Technical Area: Security, Cryptography

 

Background

 

The cryptographies and cryptographic protocols are effective technologies to protect the entire life cycle of data in cloud computing and other shared or open computing environments. Cryptographic libraries are used by individuals in just about any country in the world when conducting secure online transactions, communicating via secure email or video, and in numerous B2B (business-to-business) and B2C transactions. As a result, there have been a number of open source crypto libraries that have been developed in order to help developers create projects that are secure while avoiding these risks associated with creating secure applications. Many large organizations such as Google, Amazon or Microsoft have their own proprietary cryptography libraries. The benefits are of multi-folds. It is not only secure but also easy to maintain a consistent security approach for the organization. 

 

However, Cryptographic computing is facing with various new and effective attacks, such as side-channel attacks. The construction, analysis, design, and implementation of cryptographic algorithms/protocols are all related, and even related to the "holes" inherent in their implementation. At present, the industry does not have a highly secure and efficient cryptographic algorithm/protocol library that can prevent various types of attack methods that have been discovered. This directly leads to insecure use of cryptography in production environments. In addition, for a implemented cryptographic library, how to verify its security is also a big problem.

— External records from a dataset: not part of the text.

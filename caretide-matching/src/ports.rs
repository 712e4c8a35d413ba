//! Data and notification ports
//!
//! `DataPort` is the read side over visits, caregivers, schedules, and
//! history, plus the single visit-assignment write-back. Reads that fan
//! out over caregivers are batched: one call per concern per match
//! attempt, never one per caregiver. `NotificationSink` is fire-and-forget;
//! a sink failure is logged by the caller and never blocks proposal state.

use async_trait::async_trait;
use chrono::{DateTime, NaiveDate, NaiveTime, Utc};
use serde::{Deserialize, Serialize};
use std::collections::HashMap;

use crate::caregiver::{CaregiverRecord, TimeInterval};
use crate::error::MatchingResult;
use crate::ids::{
    BranchId, CaregiverId, ClientId, OrganizationId, ProposalId, ServiceTypeId, VisitId,
};
use crate::proposal::NotificationMethod;

/// Visit lifecycle state as seen by the matching core
#[derive(Debug, Clone, Copy, PartialEq, Eq, Serialize, Deserialize)]
#[serde(rename_all = "SCREAMING_SNAKE_CASE")]
pub enum VisitStatus {
    Pending,
    Scheduled,
    InProgress,
    Completed,
    Cancelled,
}

/// Visit row projection used for shift creation and assignment
#[derive(Debug, Clone, Serialize, Deserialize)]
pub struct VisitRecord {
    /// Unique visit identifier
    pub id: VisitId,
    /// Owning organization
    pub organization_id: OrganizationId,
    /// Owning branch
    pub branch_id: BranchId,
    /// Client receiving care
    pub client_id: ClientId,
    /// Service type
    pub service_type_id: ServiceTypeId,
    /// Calendar date of the visit
    pub scheduled_date: NaiveDate,
    /// Local start time
    pub start_time: NaiveTime,
    /// Local end time
    pub end_time: NaiveTime,
    /// Visit length in minutes
    pub duration_minutes: i64,
    /// IANA timezone of the visit location
    pub timezone: String,
    /// Lifecycle state
    pub status: VisitStatus,
    /// Caregiver assigned to the visit, once matched
    pub assigned_caregiver_id: Option<CaregiverId>,
    /// Skills the care plan requires
    pub required_skills: std::collections::BTreeSet<String>,
    /// Certifications the care plan requires
    pub required_certifications: std::collections::BTreeSet<String>,
    /// Caregivers the client prefers
    pub preferred_caregivers: std::collections::BTreeSet<CaregiverId>,
    /// Caregivers the client has blocked
    pub blocked_caregivers: std::collections::BTreeSet<CaregiverId>,
    /// Client gender preference
    pub gender_preference: Option<crate::shift::Gender>,
    /// Client language preference
    pub language_preference: Option<String>,
    /// Street address
    pub address: Option<String>,
    /// Latitude, when geocoded
    pub latitude: Option<f64>,
    /// Longitude, when geocoded
    pub longitude: Option<f64>,
}

/// Batched prior-history lookup result for one (caregiver, client) pair
#[derive(Debug, Clone, Copy, Default, PartialEq, Serialize, Deserialize)]
pub struct ClientExperience {
    /// Completed visits with the client
    pub previous_visits: u32,
    /// Average rating the client gave the caregiver, 1.0..=5.0
    pub average_rating: Option<f64>,
}

/// Read-only accessors over operational data, plus the visit write-back
///
/// Each `*_for` method takes the full caregiver id slice for one match
/// attempt and returns a map keyed by caregiver id; absent keys mean "no
/// data" (zero hours, no conflicts, unknown distance).
#[async_trait]
pub trait DataPort: Send + Sync {
    /// Load one visit
    async fn get_visit(&self, visit_id: VisitId) -> MatchingResult<Option<VisitRecord>>;

    /// Assign the visit to a caregiver and mark it scheduled
    async fn assign_visit(
        &self,
        visit_id: VisitId,
        caregiver_id: CaregiverId,
        now: DateTime<Utc>,
    ) -> MatchingResult<()>;

    /// Clear a visit assignment; compensating write for a failed accept
    /// sequence
    async fn unassign_visit(
        &self,
        visit_id: VisitId,
        now: DateTime<Utc>,
    ) -> MatchingResult<()>;

    /// Load one caregiver
    async fn get_caregiver(
        &self,
        caregiver_id: CaregiverId,
    ) -> MatchingResult<Option<CaregiverRecord>>;

    /// All active caregivers attached to a branch
    async fn active_caregivers_for_branch(
        &self,
        branch_id: BranchId,
    ) -> MatchingResult<Vec<CaregiverRecord>>;

    /// Scheduled hours in the week containing `week_of`, per caregiver
    async fn week_hours_for(
        &self,
        caregiver_ids: &[CaregiverId],
        week_of: NaiveDate,
    ) -> MatchingResult<HashMap<CaregiverId, f64>>;

    /// Visits overlapping the interval on the shift day, per caregiver
    async fn conflicts_for(
        &self,
        caregiver_ids: &[CaregiverId],
        interval: TimeInterval,
    ) -> MatchingResult<HashMap<CaregiverId, Vec<TimeInterval>>>;

    /// Prior visit counts and average rating with one client, per caregiver
    async fn client_experience_for(
        &self,
        caregiver_ids: &[CaregiverId],
        client_id: ClientId,
    ) -> MatchingResult<HashMap<CaregiverId, ClientExperience>>;

    /// Trailing-90-day reliability score, per caregiver
    async fn reliability_for(
        &self,
        caregiver_ids: &[CaregiverId],
    ) -> MatchingResult<HashMap<CaregiverId, u8>>;

    /// Proposals rejected in the trailing 30 days, per caregiver
    async fn rejection_counts_for(
        &self,
        caregiver_ids: &[CaregiverId],
        since: DateTime<Utc>,
    ) -> MatchingResult<HashMap<CaregiverId, u32>>;

    /// Straight-line miles from each caregiver to a point; absent keys
    /// mean either side lacks coordinates
    async fn distances_to(
        &self,
        caregiver_ids: &[CaregiverId],
        latitude: f64,
        longitude: f64,
    ) -> MatchingResult<HashMap<CaregiverId, f64>>;
}

/// Notification payload handed to the sink at proposal emission
#[derive(Debug, Clone, Serialize, Deserialize)]
pub struct ProposalNotice {
    /// Proposal being offered
    pub proposal_id: ProposalId,
    /// Caregiver to notify
    pub caregiver_id: CaregiverId,
    /// Shift date, for the message body
    pub scheduled_date: NaiveDate,
    /// Shift start, for the message body
    pub start_time: NaiveTime,
    /// Requested channel
    pub method: Option<NotificationMethod>,
    /// Urgent shifts may bypass quiet hours downstream
    pub urgent: bool,
}

/// Fire-and-forget caregiver notification channel
#[async_trait]
pub trait NotificationSink: Send + Sync {
    /// Attempt to notify a caregiver of an offer
    async fn notify_proposal(&self, notice: &ProposalNotice) -> MatchingResult<()>;
}

/// Sink that records notifications in the log stream; the default wiring
/// for embedded and test deployments
#[derive(Debug, Default, Clone)]
pub struct LoggingNotificationSink;

#[async_trait]
impl NotificationSink for LoggingNotificationSink {
    async fn notify_proposal(&self, notice: &ProposalNotice) -> MatchingResult<()> {
        tracing::info!(
            proposal_id = %notice.proposal_id,
            caregiver_id = %notice.caregiver_id,
            date = %notice.scheduled_date,
            urgent = notice.urgent,
            "proposal notification"
        );
        Ok(())
    }
}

For this purpose, it is expected to develop a highly secure and efficient cryptographic algorithm/protocol library that can be applied to cloud and other shared or open computing environments, with verifiable security, compatible with widely used OpenSSL, s2n, LibreSSL, Bouncy Castle, etc. And it will be used in C/C++ and Java development environments.

 

Target

 

This project should absorb the successful experience of the existing open source cryptographic library, and should aim at the follow 4 objects:

 

1. Systematically design and implement a fundamental cryptographic and security protocol library, which should be a high-adaptive security framework and architecture, compatible with existing widely-used algorithms, SM series of Chinese National cryptographic algorithms, cryptographic/protocol library APIs, and some special algorithms (such as IoT, etc.) in special industries scenarios. More importantly,the library should have some mechanism to support formal security verification and diagnosis;

 

2. Systematically study and summarize cryptographic algorithm attack theories and methods, and tries to turn them into formal rules or paradigms. Then, we should develop some advanced, comprehensive, and effective verification algorithms to check the proposed cryptographic and security protocol library in object 1. What we expect is to get an efficient anti-attack cryptographic algorithms and security protocol library and can gradually eliminating possible attacks.

 

3. Implement a formal analysis and verification method of the side-channel/implicit channel of the cryptographic/protocol library and its engineering implementation. Through scanning the source codes of cryptographic algorithms, we should can find most of the channels.

 

4. Give a good set of methodologies and corresponding tools to optimize the performance and improve the efficiency of the cryptographic algorithms in the library. With the tools, we can scan the source codes of the cryptographic algorithms to find all points where should be optimized. We also hope the optimization can achieve a trade-off between security and effectiveness.

 

Related Research Topics

 

The related research topics are cryptography, source code analysis, and formal security verification.